The first menu item fell into place quickly and easily.   Roland Passot's recipe for Leek and Corn Veloute is included in The Secrets of Success cookbook, and it came to mind almost immediately as the perfect candidate for a soup course.   I had never tasted this dish at La Folie, nor had I ever made it at home.   But I could tell simply by looking at the ingredients - leeks, corn, shallots, vermouth, chicken stock, and cream among them - that it was virtually guaranteed not to fail.   Best of all, the veloute could be prepared well in advance of the dinner;   all I would need to do is add the cream right before my guests arrived, and then gently bring the soup up to the proper temperature.   Add in the fact that none of the other chefs had a better soup in the running, and the deal was sealed:   Passot's veloute would be on the menu.   One down, six to go.

As I looked down the roster of the remaining chefs, it occurred to me that three of them - T.Keller, H.Keller, and Waters - have all published detailed cookbooks, giving me hundreds of recipes from which to choose.   Siegel, Kinch and Humm, on the other hand, have not yet published cookbooks, and the smattering of recipes that they have available online are generally labor-intensive, complex, or somewhat unpredictable - meaning that pre-dinner testing would be needed.   Given this disparity between the two groups, I made an important decision:   the main course and dessert selections, due to their relative importance, would have to come from the precise recipes provided by T.Keller, H.Keller and Waters, while the dishes representing Siegel, Kinch and Humm would occupy the front half of the menu.

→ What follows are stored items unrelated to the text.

//! Blocking log stream over any `BufRead` source.

use std::io::BufRead;

use super::{trim_newline, LineDecoder, LogLineRecord};
use crate::config::ReaderConfig;
use crate::models::LogLine;

/// A lazy, forward-only sequence of parsed log lines over a blocking reader.
///
/// Lines are read one at a time, so arbitrarily large sources are processed
/// in bounded memory. Dropping the stream early is the way to stop reading.
pub struct JsonLogsStream<R: BufRead> {
    reader: R,
    decoder: LineDecoder,
    buffer: Vec<u8>,
}

impl<R: BufRead> JsonLogsStream<R> {
    /// Creates a stream with the default schema and error policy.
    #[must_use]
    pub fn new(reader: R) -> Self {
        Self::with_config(reader, ReaderConfig::default())
    }

    /// Creates a stream with the given configuration.
    #[must_use]
    pub fn with_config(reader: R, config: ReaderConfig) -> Self {
        Self {
            reader,
            decoder: LineDecoder::new(config),
            buffer: Vec::new(),
        }
    }

    /// Returns the reader configuration.
    pub fn config(&self) -> &ReaderConfig {
        &self.decoder.config
    }

    /// Yields parsed lines without line numbers. The first error is yielded
    /// and ends the sequence.
    pub fn log_lines(self) -> impl Iterator<Item = Result<LogLine, super::LineError>> {
        let mut failed = false;
        self.map_while(move |record| {
            if failed {
                return None;
            }
            failed = record.outcome.is_err();
            Some(record.outcome)
        })
    }

    /// Consumes the stream and returns the underlying reader.
    pub fn into_inner(self) -> R {
        self.reader
    }
}

impl<R: BufRead> Iterator for JsonLogsStream<R> {
    type Item = LogLineRecord;

    fn next(&mut self) -> Option<Self::Item> {
        while !self.decoder.done {
            self.buffer.clear();
            match self.reader.read_until(b'\n', &mut self.buffer) {
                Ok(0) => {
                    self.decoder.done = true;
                }
                Ok(_) => {
                    if let Some(record) = self.decoder.decode(trim_newline(&self.buffer)) {
                        return Some(record);
                    }
                }
                Err(err) if err.kind() == std::io::ErrorKind::Interrupted => {}
                Err(err) => return Some(self.decoder.read_failed(err)),
            }
        }
        None
    }
}
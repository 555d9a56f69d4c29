//! Jsonlog Shared Library
//!
//! This crate encodes exceptions for single-line JSON log records and reads
//! such records back from a line-oriented stream.
//!
//! # Modules
//!
//! - [`models`] - Exception, event and log line models
//! - [`encoder`] - Renders an exception chain as a `stacktrace` JSON fragment
//! - [`reader`] - Lazily parses JSON log lines into records
//! - [`config`] - Encoder and reader configuration
//!
//! # Example
//!
//! ```
//! use shared::encoder::encode;
//! use shared::models::{CapturedException, Frame, LogEvent};
//! use shared::reader::JsonLogsStream;
//!
//! let event = LogEvent::new("search failed").with_exception(
//!     CapturedException::new("QueryError")
//!         .with_message("{\n  \"query\": 1\n}")
//!         .with_frame(Frame::new("search::run")),
//! );
//!
//! let record = format!(
//!     r#"{{"type": "console", "timestamp": "2024-01-15T10:30:00Z", "level": "ERROR", "component": "search", "message": "search failed"{}}}"#,
//!     encode(&event),
//! );
//!
//! let line = JsonLogsStream::new(record.as_bytes())
//!     .next()
//!     .unwrap()
//!     .into_result()
//!     .unwrap();
//! assert_eq!(line.stacktrace.unwrap().len(), 4);
//! ```

#![deny(unsafe_code)]
#![warn(missing_docs)]
#![warn(clippy::all)]
#![warn(clippy::pedantic)]

pub mod config;
pub mod encoder;
pub mod models;
pub mod reader;

/// Re-export common dependencies for convenience.
pub use chrono;
pub use serde;
pub use serde_json;
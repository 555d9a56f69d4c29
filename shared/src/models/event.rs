//! Logging event abstraction.

use super::exception::{CapturedException, Throwable};

/// A logging event as seen by the stacktrace encoder.
pub trait Event {
    /// The formatted log message.
    fn message(&self) -> &str;

    /// The exception attached to the event, if any.
    fn exception(&self) -> Option<&dyn Throwable>;
}

/// An owned logging event.
///
/// # Example
///
/// ```
/// use shared::models::{CapturedException, Event, LogEvent};
///
/// let event = LogEvent::new("search failed")
///     .with_exception(CapturedException::new("QueryError"));
/// assert!(event.exception().is_some());
/// ```
#[derive(Debug, Clone, Default, PartialEq, Eq)]
pub struct LogEvent {
    /// The formatted log message.
    pub message: String,

    /// The attached exception.
    pub exception: Option<CapturedException>,
}

impl LogEvent {
    /// Creates an event without an exception.
    #[must_use]
    pub fn new(message: impl Into<String>) -> Self {
        Self {
            message: message.into(),
            exception: None,
        }
    }

    /// Attaches an exception to the event.
    #[must_use]
    pub fn with_exception(mut self, exception: CapturedException) -> Self {
        self.exception = Some(exception);
        self
    }
}

impl Event for LogEvent {
    fn message(&self) -> &str {
        &self.message
    }

    fn exception(&self) -> Option<&dyn Throwable> {
        self.exception.as_ref().map(|e| e as &dyn Throwable)
    }
}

With that, I turned my attention to Ron Siegel.   The Secrets of Success cookbook includes a recipe for Mushroom Custard, a creamy amuse bouche that Siegel used to present in a decapped eggshell back in his days at Charles Nob Hill.   But there was a variant of this dish that Siegel also used to serve that I enjoyed even more, and that was White Truffle Custard.   This struck me as an attractive candidate for inclusion on my menu, because it would be relatively easy to replicate, I could make it in advance of my guests' arrival, and it would make for a nice presentation.   My only hesitation was that this seems to be a dish from Siegel's distant past rather than something that he's presently serving at The Dining Room at the Ritz-Carlton, but I was willing to live with that given the paucity of available options.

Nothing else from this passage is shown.